Doch auch unter weniger dramatischen Umständen finden sich Menschen, die mit ruhiger und freundlicher Gelassenheit auf verbale Angriffe und Diffamierungen reagieren. Ein Beispiel ist der Historiker Daniele Ganser, der auf integre Art öffentlich zu seinen Überzeugungen steht. Dies gelingt ihm, indem er oft und wachsam in der Natur ist und meditative Achtsamkeits- und Atemtechniken anwendet, die der kürzlich verstorbene vietnamesische Achtsamkeitslehrer und Friedensaktivist Thich Nhat Hanh gelehrt hat.  Dabei kann eine Atemtechnik durch folgende Zeilen verstärkt werden: «Beim Einatmen schenke ich meinem Körper Ruhe, beim Ausatmen lächle ich. Ich verweile im gegenwärtigen Moment und weiss, es ist ein wunderbarer Moment.»

Gerade in unserer beschleunigten und überladenen Lebensweise sind dies heilende Momente der Ruhe und Dankbarkeit. Allerdings ist es nicht damit getan, weltabgewandt und selbstbezogen zu meditieren, sondern es ist auch wichtig, dass wir belastende Geschehnisse wahrnehmen und die dadurch ausgelösten negativen und unerwünschten Gefühle durch Achtsamkeit annehmen, loslassen und schliesslich transformieren. Thich Nhat Hanh vergleicht negative Gefühle mit Kompost, der die Energie hat, Blumen gedeihen zu lassen. In diesem Sinne werden potentiell destruktive Gefühle wie zum Beispiel Wut, durch die ruhige Energie der Achtsamkeit in Verstehen, Mitgefühl und innere Freiheit verwandelt. Wir gewinnen inneren Frieden, den wir nach aussen tragen können, um auf konstruktive Art politisch aktiv sein. Wir lernen, dass wir die Wahl haben, ob wir mit Gewalt oder mit Verständnis und Mitgefühl agieren wollen, da beide Eigenschaften in uns angelegt sind.  Zusätzlich wird die Erfahrung verstärkt, dass wir mit allem und jedem verbunden sind und wir können so unsere Entwicklung dem Dienst der Allgemeinheit unterordnen.
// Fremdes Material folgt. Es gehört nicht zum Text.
//! Shared, TTL-bounded key/value storage.
//!
//! Backends speak the five primitives the rest of the crate relies on
//! (`SET key value EX ttl`, `GET`, `EXISTS`, `DEL`, `KEYS pattern`) and report
//! failures as [`StoreError`]. [`CacheStore`] is the only caller of a backend:
//! it swallows every failure with a warning so that a store outage reads as
//! "nothing cached, nothing rate limited".

use crate::error::{Error, StoreError};
use async_trait::async_trait;
use redis::aio::ConnectionManager;
use redis::Client;
use serde::de::DeserializeOwned;
use serde::Serialize;
use std::collections::HashMap;
use std::sync::Arc;
use tokio::sync::{OnceCell, RwLock};
use tokio::time::{Duration, Instant};
use tracing::{debug, warn};

#[async_trait]
pub trait CacheBackend: Send + Sync {
    async fn set_ex(&self, key: &str, value: &str, ttl_seconds: u64) -> Result<(), StoreError>;

    async fn get(&self, key: &str) -> Result<Option<String>, StoreError>;

    async fn exists(&self, key: &str) -> Result<bool, StoreError>;

    async fn del(&self, keys: &[String]) -> Result<u64, StoreError>;

    async fn keys(&self, pattern: &str) -> Result<Vec<String>, StoreError>;

    /// Remaining lifetime in whole seconds, `None` when absent.
    async fn ttl(&self, key: &str) -> Result<Option<u64>, StoreError>;

    async fn ping(&self) -> Result<(), StoreError>;

    fn name(&self) -> &'static str;
}

/// Redis-backed store sharing one multiplexed connection per process.
///
/// The connection is opened on first use and re-attempted on the next call if
/// that fails, so the service can start while Redis is down. Opening it is
/// bounded by `connect_timeout`.
pub struct RedisBackend {
    client: Client,
    connection: OnceCell<ConnectionManager>,
    connect_timeout: Duration,
}

impl RedisBackend {
    pub fn new(redis_url: &str) -> Result<Self, Error> {
        let client = Client::open(redis_url)
            .map_err(|e| Error::Connection(format!("Failed to create Redis client: {}", e)))?;

        Ok(Self {
            client,
            connection: OnceCell::new(),
            connect_timeout: DEFAULT_CONNECT_TIMEOUT,
        })
    }

    pub fn with_connect_timeout(mut self, connect_timeout: Duration) -> Self {
        self.connect_timeout = connect_timeout;
        self
    }

    async fn connection(&self) -> Result<ConnectionManager, StoreError> {
        let manager = self
            .connection
            .get_or_try_init(|| async {
                debug!("Opening Redis connection manager");
                let connect = ConnectionManager::new(self.client.clone());
                tokio::time::timeout(self.connect_timeout, connect)
                    .await
                    .map_err(|_| {
                        StoreError::Unavailable(format!(
                            "Redis connection not established within {:?}",
                            self.connect_timeout
                        ))
                    })?
                    .map_err(StoreError::from)
            })
            .await?;

        Ok(manager.clone())
    }
}

const DEFAULT_CONNECT_TIMEOUT: Duration = Duration::from_secs(2);

#[async_trait]
impl CacheBackend for RedisBackend {
    async fn set_ex(&self, key: &str, value: &str, ttl_seconds: u64) -> Result<(), StoreError> {
        let mut conn = self.connection().await?;
        redis::cmd("SET")
            .arg(key)
            .arg(value)
            .arg("EX")
            .arg(ttl_seconds.max(1))
            .query_async::<_, ()>(&mut conn)
            .await?;
        Ok(())
    }

    async fn get(&self, key: &str) -> Result<Option<String>, StoreError> {
        let mut conn = self.connection().await?;
        let value: Option<String> = redis::cmd("GET").arg(key).query_async(&mut conn).await?;
        Ok(value)
    }

    async fn exists(&self, key: &str) -> Result<bool, StoreError> {
        let mut conn = self.connection().await?;
        let count: u64 = redis::cmd("EXISTS").arg(key).query_async(&mut conn).await?;
        Ok(count > 0)
    }

    async fn del(&self, keys: &[String]) -> Result<u64, StoreError> {
        if keys.is_empty() {
            return Ok(0);
        }
        let mut conn = self.connection().await?;
        let deleted: u64 = redis::cmd("DEL").arg(keys).query_async(&mut conn).await?;
        Ok(deleted)
    }

    async fn keys(&self, pattern: &str) -> Result<Vec<String>, StoreError> {
        let mut conn = self.connection().await?;
        let keys: Vec<String> = redis::cmd("KEYS").arg(pattern).query_async(&mut conn).await?;
        Ok(keys)
    }

    async fn ttl(&self, key: &str) -> Result<Option<u64>, StoreError> {
        let mut conn = self.connection().await?;
        // -2: missing, -1: no expiry
        let ttl: i64 = redis::cmd("TTL").arg(key).query_async(&mut conn).await?;
        Ok(u64::try_from(ttl).ok())
    }

    async fn ping(&self) -> Result<(), StoreError> {
        let mut conn = self.connection().await?;
        let pong: String = redis::cmd("PING").query_async(&mut conn).await?;
        if pong == "PONG" {
            Ok(())
        } else {
            Err(StoreError::Unavailable(format!("unexpected PING reply: {}", pong)))
        }
    }

    fn name(&self) -> &'static str {
        "redis"
    }
}
use serde::{Deserialize, Serialize};
use std::collections::HashMap;
use std::sync::Arc;
use std::time::{SystemTime, UNIX_EPOCH};
use tokio::sync::RwLock;

/// How a single `fetch_with_policy` call resolved.
#[derive(Debug, Clone, Copy, PartialEq, Eq)]
pub enum FetchOutcome {
    CacheHit,
    Fetched,
    RateLimited,
    Failed,
}

#[derive(Debug, Clone, Default, PartialEq, Eq, Serialize, Deserialize)]
pub struct EndpointMetrics {
    pub cache_hits: u64,
    pub network_calls: u64,
    pub rate_limited: u64,
    pub failures: u64,
    pub last_seen: u64,
}

#[derive(Debug, Clone, Default, Serialize)]
pub struct MetricsSnapshot {
    pub totals: EndpointMetrics,
    pub endpoints: HashMap<String, EndpointMetrics>,
}

/// Per-endpoint counters for the outbound layer.
#[derive(Debug, Clone, Default)]
pub struct MetricsCollector {
    endpoints: Arc<RwLock<HashMap<String, EndpointMetrics>>>,
}

impl MetricsCollector {
    pub fn new() -> Self {
        Self::default()
    }

    /// `network` marks calls that reached Discord, including 429s and errors.
    pub async fn record(&self, endpoint_id: &str, outcome: FetchOutcome, network: bool) {
        let mut endpoints = self.endpoints.write().await;
        let metrics = endpoints.entry(endpoint_id.to_string()).or_default();

        match outcome {
            FetchOutcome::CacheHit => metrics.cache_hits += 1,
            FetchOutcome::Fetched => {}
            FetchOutcome::RateLimited => metrics.rate_limited += 1,
            FetchOutcome::Failed => metrics.failures += 1,
        }
        if network {
            metrics.network_calls += 1;
        }
        metrics.last_seen = SystemTime::now()
            .duration_since(UNIX_EPOCH)
            .unwrap_or_default()
            .as_secs();
    }

    pub async fn endpoint(&self, endpoint_id: &str) -> Option<EndpointMetrics> {
        self.endpoints.read().await.get(endpoint_id).cloned()
    }

    pub async fn snapshot(&self) -> MetricsSnapshot {
        let endpoints = self.endpoints.read().await.clone();
        let mut totals = EndpointMetrics::default();

        for metrics in endpoints.values() {
            totals.cache_hits += metrics.cache_hits;
            totals.network_calls += metrics.network_calls;
            totals.rate_limited += metrics.rate_limited;
            totals.failures += metrics.failures;
            totals.last_seen = totals.last_seen.max(metrics.last_seen);
        }

        MetricsSnapshot { totals, endpoints }
    }
}
//! Outbound HTTP seam.
//!
//! [`OutboundRequest`] describes one call; an [`HttpTransport`] performs it.
//! The transport knows nothing of caching or rate limits.

use crate::keys;
use async_trait::async_trait;
use reqwest::Client;
use serde_json::Value;
use std::collections::HashMap;
use std::time::Duration;
use thiserror::Error;

#[derive(Debug, Clone, Copy, PartialEq, Eq)]
pub enum HttpMethod {
    Get,
    Post,
    Put,
    Patch,
    Delete,
}

impl HttpMethod {
    fn as_reqwest(self) -> reqwest::Method {
        match self {
            HttpMethod::Get => reqwest::Method::GET,
            HttpMethod::Post => reqwest::Method::POST,
            HttpMethod::Put => reqwest::Method::PUT,
            HttpMethod::Patch => reqwest::Method::PATCH,
            HttpMethod::Delete => reqwest::Method::DELETE,
        }
    }
}

/// Authorization scheme sent to Discord.
#[derive(Clone, PartialEq, Eq)]
pub enum Credentials {
    /// OAuth2 access token of a dashboard user.
    Bearer(String),
    /// Bot token.
    Bot(String),
}

impl Credentials {
    pub fn header_value(&self) -> String {
        match self {
            Credentials::Bearer(token) => format!("Bearer {}", token),
            Credentials::Bot(token) => format!("Bot {}", token),
        }
    }
}

impl std::fmt::Debug for Credentials {
    fn fmt(&self, f: &mut std::fmt::Formatter<'_>) -> std::fmt::Result {
        match self {
            Credentials::Bearer(_) => f.write_str("Bearer(<redacted>)"),
            Credentials::Bot(_) => f.write_str("Bot(<redacted>)"),
        }
    }
}

/// One outbound call, consumed by the executor.
#[derive(Debug, Clone)]
pub struct OutboundRequest {
    pub method: HttpMethod,
    pub url: String,
    pub credentials: Option<Credentials>,
    pub body: Option<Value>,
    pub cache_key: Option<String>,
    pub cache_ttl: u64,
    /// Write through on success but do not serve from cache.
    pub skip_cache_read: bool,
    pub max_retries: u32,
}

impl OutboundRequest {
    pub fn new(method: HttpMethod, url: impl Into<String>) -> Self {
        Self {
            method,
            url: url.into(),
            credentials: None,
            body: None,
            cache_key: None,
            cache_ttl: 0,
            skip_cache_read: false,
            max_retries: 0,
        }
    }

    pub fn get(url: impl Into<String>) -> Self {
        Self::new(HttpMethod::Get, url)
    }

    pub fn bearer(mut self, token: &str) -> Self {
        self.credentials = Some(Credentials::Bearer(token.to_string()));
        self
    }

    pub fn bot(mut self, token: &str) -> Self {
        self.credentials = Some(Credentials::Bot(token.to_string()));
        self
    }

    pub fn json(mut self, body: Value) -> Self {
        self.body = Some(body);
        self
    }

    pub fn cached(mut self, key: impl Into<String>, ttl_seconds: u64) -> Self {
        self.cache_key = Some(key.into());
        self.cache_ttl = ttl_seconds;
        self
    }

    pub fn skip_cache_read(mut self, skip: bool) -> Self {
        self.skip_cache_read = skip;
        self
    }

    pub fn max_retries(mut self, retries: u32) -> Self {
        self.max_retries = retries;
        self
    }

    pub fn endpoint_id(&self) -> String {
        keys::endpoint_id(&self.url)
    }
}

/// Raw upstream answer. Header names are lower-case.
#[derive(Debug, Clone, Default)]
pub struct TransportResponse {
    pub status: u16,
    pub headers: HashMap<String, String>,
    pub body: String,
}

impl TransportResponse {
    pub fn new(status: u16, body: impl Into<String>) -> Self {
        Self {
            status,
            headers: HashMap::new(),
            body: body.into(),
        }
    }

    pub fn with_header(mut self, name: &str, value: &str) -> Self {
        self.headers.insert(name.to_ascii_lowercase(), value.to_string());
        self
    }

    pub fn header(&self, name: &str) -> Option<&str> {
        self.headers.get(&name.to_ascii_lowercase()).map(String::as_str)
    }

    pub fn is_success(&self) -> bool {
        (200..300).contains(&self.status)
    }
}

/// No HTTP answer was obtained.
#[derive(Debug, Clone, Error)]
#[error("{0}")]
pub struct TransportError(pub String);

#[async_trait]
pub trait HttpTransport: Send + Sync {
    async fn send(&self, request: &OutboundRequest) -> Result<TransportResponse, TransportError>;
}

/// Production transport over a shared `reqwest::Client`.
#[derive(Clone)]
pub struct ReqwestTransport {
    client: Client,
}

impl ReqwestTransport {
    pub fn new(timeout: Duration) -> Result<Self, TransportError> {
        let client = Client::builder()
            .timeout(timeout)
            .user_agent(concat!("discord-gate/", env!("CARGO_PKG_VERSION")))
            .build()
            .map_err(|e| TransportError(format!("Failed to build HTTP client: {}", e)))?;

        Ok(Self { client })
    }

    pub fn with_client(client: Client) -> Self {
        Self { client }
    }
}

#[async_trait]
impl HttpTransport for ReqwestTransport {
    async fn send(&self, request: &OutboundRequest) -> Result<TransportResponse, TransportError> {
        let mut builder = self
            .client
            .request(request.method.as_reqwest(), &request.url)
            .header("accept", "application/json");

        if let Some(credentials) = &request.credentials {
            builder = builder.header("authorization", credentials.header_value());
        }
        if let Some(body) = &request.body {
            builder = builder.json(body);
        }

        let response = builder
            .send()
            .await
            .map_err(|e| TransportError(format!("Request to {} failed: {}", request.url, e)))?;

        let status = response.status().as_u16();
        let headers = response
            .headers()
            .iter()
            .filter_map(|(name, value)| {
                value
                    .to_str()
                    .ok()
                    .map(|v| (name.as_str().to_ascii_lowercase(), v.to_string()))
            })
            .collect();
        let body = response
            .text()
            .await
            .map_err(|e| TransportError(format!("Failed to read response body: {}", e)))?;

        Ok(TransportResponse {
            status,
            headers,
            body,
        })
    }
}
use envconfig::Envconfig;
use std::net::SocketAddr;
use std::time::Duration;

#[derive(Debug, Envconfig, Clone)]
pub struct Config {
    /// Server bind address
    #[envconfig(from = "BIND_ADDR", default = "127.0.0.1:3000")]
    pub bind_addr: SocketAddr,

    /// Redis connection URL; empty keeps the cache in process memory
    #[envconfig(from = "REDIS_URL", default = "")]
    pub redis_url: String,

    /// Bound on opening the Redis connection; store calls degrade past it
    #[envconfig(from = "REDIS_CONNECT_TIMEOUT_MS", default = "2000")]
    pub redis_connect_timeout_ms: u64,

    /// Discord REST base URL, including the API version segment
    #[envconfig(from = "DISCORD_API_BASE", default = "https://discord.com/api/v10")]
    pub discord_api_base: String,

    /// Ceiling for any stored rate-limit penalty
    #[envconfig(from = "MAX_PENALTY_SECS", default = "60")]
    pub max_penalty_secs: u64,

    /// Wait suggested to callers while a flag is present
    #[envconfig(from = "SUGGESTED_WAIT_SECS", default = "30")]
    pub suggested_wait_secs: u64,

    /// Penalty used when a 429 carries no wait duration
    #[envconfig(from = "DEFAULT_RETRY_AFTER_SECS", default = "60")]
    pub default_retry_after_secs: u64,

    #[envconfig(from = "USER_GUILDS_TTL", default = "300")]
    pub user_guilds_ttl: u64,

    #[envconfig(from = "GUILD_TTL", default = "600")]
    pub guild_ttl: u64,

    #[envconfig(from = "CHANNELS_TTL", default = "300")]
    pub channels_ttl: u64,

    #[envconfig(from = "CURRENT_USER_TTL", default = "600")]
    pub current_user_ttl: u64,

    /// Lifetime of the shadow copy served when Discord is unreachable
    #[envconfig(from = "STALE_TTL", default = "86400")]
    pub stale_ttl: u64,

    /// Transport-level retries per outbound call
    #[envconfig(from = "MAX_RETRIES", default = "2")]
    pub max_retries: u32,

    #[envconfig(from = "RETRY_BACKOFF_MS", default = "250")]
    pub retry_backoff_ms: u64,

    #[envconfig(from = "HTTP_TIMEOUT_SECS", default = "10")]
    pub http_timeout_secs: u64,

    #[envconfig(from = "LOG_LEVEL", default = "info")]
    pub log_level: String,
}

impl Config {
    /// Load configuration from environment variables
    pub fn from_env() -> Result<Self, envconfig::Error> {
        Config::init_from_env()
    }

    pub fn uses_redis(&self) -> bool {
        !self.redis_url.trim().is_empty()
    }

    pub fn redis_connect_timeout(&self) -> Duration {
        Duration::from_millis(self.redis_connect_timeout_ms)
    }

    pub fn http_timeout(&self) -> Duration {
        Duration::from_secs(self.http_timeout_secs)
    }

    pub fn retry_backoff(&self) -> Duration {
        Duration::from_millis(self.retry_backoff_ms)
    }

    pub fn cache_ttls(&self) -> CacheTtls {
        CacheTtls {
            user_guilds: self.user_guilds_ttl,
            guild: self.guild_ttl,
            channels: self.channels_ttl,
            current_user: self.current_user_ttl,
            stale: self.stale_ttl,
        }
    }
}

impl Default for Config {
    fn default() -> Self {
        Self {
            bind_addr: SocketAddr::from(([127, 0, 0, 1], 3000)),
            redis_url: String::new(),
            redis_connect_timeout_ms: 2000,
            discord_api_base: "https://discord.com/api/v10".to_string(),
            max_penalty_secs: 60,
            suggested_wait_secs: 30,
            default_retry_after_secs: 60,
            user_guilds_ttl: 300,
            guild_ttl: 600,
            channels_ttl: 300,
            current_user_ttl: 600,
            stale_ttl: 86_400,
            max_retries: 2,
            retry_backoff_ms: 250,
            http_timeout_secs: 10,
            log_level: "info".to_string(),
        }
    }
}

/// Per-operation cache lifetimes, in seconds.
#[derive(Debug, Clone, Copy, PartialEq, Eq)]
pub struct CacheTtls {
    pub user_guilds: u64,
    pub guild: u64,
    pub channels: u64,
    pub current_user: u64,
    pub stale: u64,
}

impl Default for CacheTtls {
    fn default() -> Self {
        Config::default().cache_ttls()
    }
}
Wertvoll ist, dass Thich Nhat Hanh seine Meditationstechniken auch in den Alltag integriert, indem er dazu ermutigt, selbst alltägliche Handlungen, wie zum Beispiel Essen, zu einem bewussten und achtsamen Erlebnis zu gestalten.

Wir leben in einer Kultur, bei der Gewalt mit Gegengewalt beseitigt werden soll. Unrecht muss gerächt werden. Dabei ist Vergeltung oft wichtiger als der Schutz der Gesellschaft vor dem Täter. In der Tora geht es um «Auge um Auge, Zahn um Zahn.» Ghandhi hat folgerichtig gesagt: «Auge um Auge macht die ganze Welt blind.»

Eine bessere Lösung für den inneren und äusseren Frieden scheint mir das hawaiianische Vergebungsritual Ho‘oponopono zu sein, bei dem zwischenmenschliche Konflikte gelöst werden, indem jeder dem anderen und sich selber vergibt und sich zur Liebe sich selber und dem andern gegenüber bekennt. Das bedeutet nicht, dass alles gut geheissen wird, sondern dass man sich von negativen Verbindungen und Verstrickungen aus der Vergangenheit befreit, um in der Gegenwart klarer handeln zu können. Dadurch können Schuldzuweisungen aufgelöst werden, wir übernehmen Verantwortung für unsere Gefühle und unser Handeln und es entsteht wieder Raum für Lebensfreude und bedingungslose Liebe.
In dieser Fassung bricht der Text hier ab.